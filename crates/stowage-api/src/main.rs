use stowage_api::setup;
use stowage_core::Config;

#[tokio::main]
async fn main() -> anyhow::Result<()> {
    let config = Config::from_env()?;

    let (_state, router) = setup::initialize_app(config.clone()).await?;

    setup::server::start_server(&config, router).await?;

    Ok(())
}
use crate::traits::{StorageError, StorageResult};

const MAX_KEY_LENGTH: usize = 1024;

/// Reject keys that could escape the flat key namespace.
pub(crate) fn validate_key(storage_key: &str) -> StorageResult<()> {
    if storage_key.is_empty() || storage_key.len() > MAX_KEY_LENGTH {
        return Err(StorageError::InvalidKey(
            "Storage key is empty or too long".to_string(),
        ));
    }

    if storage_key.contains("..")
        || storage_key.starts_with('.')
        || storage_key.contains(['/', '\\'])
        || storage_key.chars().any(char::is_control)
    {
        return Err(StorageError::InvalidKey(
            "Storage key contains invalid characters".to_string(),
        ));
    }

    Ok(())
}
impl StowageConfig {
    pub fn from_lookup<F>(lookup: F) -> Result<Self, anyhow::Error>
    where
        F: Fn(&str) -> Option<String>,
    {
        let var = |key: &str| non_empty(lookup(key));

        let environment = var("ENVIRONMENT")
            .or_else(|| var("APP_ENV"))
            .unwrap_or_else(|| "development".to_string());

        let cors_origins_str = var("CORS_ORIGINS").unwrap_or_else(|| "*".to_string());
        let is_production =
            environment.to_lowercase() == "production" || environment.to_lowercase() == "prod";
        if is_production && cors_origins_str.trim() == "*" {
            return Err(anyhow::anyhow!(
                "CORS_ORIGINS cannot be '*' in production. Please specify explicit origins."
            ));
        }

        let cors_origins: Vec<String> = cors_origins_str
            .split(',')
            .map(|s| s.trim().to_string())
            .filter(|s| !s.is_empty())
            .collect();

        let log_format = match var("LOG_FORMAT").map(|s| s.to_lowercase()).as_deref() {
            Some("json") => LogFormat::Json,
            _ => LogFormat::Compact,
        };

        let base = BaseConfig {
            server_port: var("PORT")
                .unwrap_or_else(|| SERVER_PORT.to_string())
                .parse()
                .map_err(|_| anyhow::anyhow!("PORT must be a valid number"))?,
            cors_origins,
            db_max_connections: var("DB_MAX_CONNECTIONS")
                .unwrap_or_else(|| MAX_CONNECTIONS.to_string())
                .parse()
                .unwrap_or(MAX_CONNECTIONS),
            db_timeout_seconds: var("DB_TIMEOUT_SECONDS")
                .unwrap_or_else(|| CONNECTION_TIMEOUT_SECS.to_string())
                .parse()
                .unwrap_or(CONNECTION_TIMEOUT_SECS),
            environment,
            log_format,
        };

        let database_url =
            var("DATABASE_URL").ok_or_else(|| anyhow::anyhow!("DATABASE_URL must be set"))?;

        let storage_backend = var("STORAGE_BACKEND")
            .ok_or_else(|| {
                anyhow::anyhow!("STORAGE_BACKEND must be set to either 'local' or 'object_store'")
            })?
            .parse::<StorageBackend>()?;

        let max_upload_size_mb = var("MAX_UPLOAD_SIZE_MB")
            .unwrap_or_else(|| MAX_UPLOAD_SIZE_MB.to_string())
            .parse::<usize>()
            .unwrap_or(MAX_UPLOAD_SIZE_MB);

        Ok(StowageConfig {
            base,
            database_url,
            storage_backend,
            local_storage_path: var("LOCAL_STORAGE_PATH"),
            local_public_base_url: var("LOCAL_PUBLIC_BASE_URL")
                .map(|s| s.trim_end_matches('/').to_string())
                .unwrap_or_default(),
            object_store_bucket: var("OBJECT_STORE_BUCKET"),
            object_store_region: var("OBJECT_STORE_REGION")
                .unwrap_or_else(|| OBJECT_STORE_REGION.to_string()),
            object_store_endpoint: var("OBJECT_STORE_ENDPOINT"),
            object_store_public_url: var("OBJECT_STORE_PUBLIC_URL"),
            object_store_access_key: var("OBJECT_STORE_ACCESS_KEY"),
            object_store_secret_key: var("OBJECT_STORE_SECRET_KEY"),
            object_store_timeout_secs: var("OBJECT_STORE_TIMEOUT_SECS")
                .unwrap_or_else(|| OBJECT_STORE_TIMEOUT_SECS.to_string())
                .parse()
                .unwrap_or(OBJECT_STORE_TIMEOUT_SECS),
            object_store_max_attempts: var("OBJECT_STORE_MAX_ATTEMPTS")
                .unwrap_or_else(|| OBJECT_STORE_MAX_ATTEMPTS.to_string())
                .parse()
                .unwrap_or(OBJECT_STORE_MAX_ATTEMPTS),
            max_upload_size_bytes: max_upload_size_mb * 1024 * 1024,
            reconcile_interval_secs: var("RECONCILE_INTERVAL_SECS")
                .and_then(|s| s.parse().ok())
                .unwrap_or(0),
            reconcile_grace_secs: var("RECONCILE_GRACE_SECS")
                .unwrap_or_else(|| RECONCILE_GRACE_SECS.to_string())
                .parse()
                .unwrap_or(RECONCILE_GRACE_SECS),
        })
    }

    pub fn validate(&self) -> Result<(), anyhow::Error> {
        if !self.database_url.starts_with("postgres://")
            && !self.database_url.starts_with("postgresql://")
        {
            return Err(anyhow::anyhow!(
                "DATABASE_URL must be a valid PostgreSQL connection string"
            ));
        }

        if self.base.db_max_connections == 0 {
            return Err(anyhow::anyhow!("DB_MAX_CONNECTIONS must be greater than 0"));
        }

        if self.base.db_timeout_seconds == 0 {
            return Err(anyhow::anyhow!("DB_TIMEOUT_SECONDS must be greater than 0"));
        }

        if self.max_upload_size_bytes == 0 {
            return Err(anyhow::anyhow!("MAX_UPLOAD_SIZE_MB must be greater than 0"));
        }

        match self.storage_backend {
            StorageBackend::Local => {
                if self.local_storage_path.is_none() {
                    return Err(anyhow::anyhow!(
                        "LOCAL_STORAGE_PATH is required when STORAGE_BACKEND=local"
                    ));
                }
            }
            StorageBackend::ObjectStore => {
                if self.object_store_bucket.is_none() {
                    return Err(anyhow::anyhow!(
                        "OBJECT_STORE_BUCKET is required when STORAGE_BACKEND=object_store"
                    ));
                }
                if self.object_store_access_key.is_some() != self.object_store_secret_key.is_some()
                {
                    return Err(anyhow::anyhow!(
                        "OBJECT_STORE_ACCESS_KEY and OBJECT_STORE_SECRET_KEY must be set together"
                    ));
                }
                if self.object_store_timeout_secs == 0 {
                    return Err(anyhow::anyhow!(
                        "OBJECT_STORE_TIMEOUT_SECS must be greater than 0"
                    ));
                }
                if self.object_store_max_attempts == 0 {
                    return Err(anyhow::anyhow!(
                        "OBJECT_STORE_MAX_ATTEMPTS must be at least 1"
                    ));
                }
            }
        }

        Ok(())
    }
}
━━━━━━━━━━
Of all the entries above, retype exactly the lines from the line with "set to either" to the line with "pub fn validate(&self)", both included, and no others.

Exercise answer >>
                anyhow::anyhow!("STORAGE_BACKEND must be set to either 'local' or 'object_store'")
            })?
            .parse::<StorageBackend>()?;

        let max_upload_size_mb = var("MAX_UPLOAD_SIZE_MB")
            .unwrap_or_else(|| MAX_UPLOAD_SIZE_MB.to_string())
            .parse::<usize>()
            .unwrap_or(MAX_UPLOAD_SIZE_MB);

        Ok(StowageConfig {
            base,
            database_url,
            storage_backend,
            local_storage_path: var("LOCAL_STORAGE_PATH"),
            local_public_base_url: var("LOCAL_PUBLIC_BASE_URL")
                .map(|s| s.trim_end_matches('/').to_string())
                .unwrap_or_default(),
            object_store_bucket: var("OBJECT_STORE_BUCKET"),
            object_store_region: var("OBJECT_STORE_REGION")
                .unwrap_or_else(|| OBJECT_STORE_REGION.to_string()),
            object_store_endpoint: var("OBJECT_STORE_ENDPOINT"),
            object_store_public_url: var("OBJECT_STORE_PUBLIC_URL"),
            object_store_access_key: var("OBJECT_STORE_ACCESS_KEY"),
            object_store_secret_key: var("OBJECT_STORE_SECRET_KEY"),
            object_store_timeout_secs: var("OBJECT_STORE_TIMEOUT_SECS")
                .unwrap_or_else(|| OBJECT_STORE_TIMEOUT_SECS.to_string())
                .parse()
                .unwrap_or(OBJECT_STORE_TIMEOUT_SECS),
            object_store_max_attempts: var("OBJECT_STORE_MAX_ATTEMPTS")
                .unwrap_or_else(|| OBJECT_STORE_MAX_ATTEMPTS.to_string())
                .parse()
                .unwrap_or(OBJECT_STORE_MAX_ATTEMPTS),
            max_upload_size_bytes: max_upload_size_mb * 1024 * 1024,
            reconcile_interval_secs: var("RECONCILE_INTERVAL_SECS")
                .and_then(|s| s.parse().ok())
                .unwrap_or(0),
            reconcile_grace_secs: var("RECONCILE_GRACE_SECS")
                .unwrap_or_else(|| RECONCILE_GRACE_SECS.to_string())
                .parse()
                .unwrap_or(RECONCILE_GRACE_SECS),
        })
    }

    pub fn validate(&self) -> Result<(), anyhow::Error> {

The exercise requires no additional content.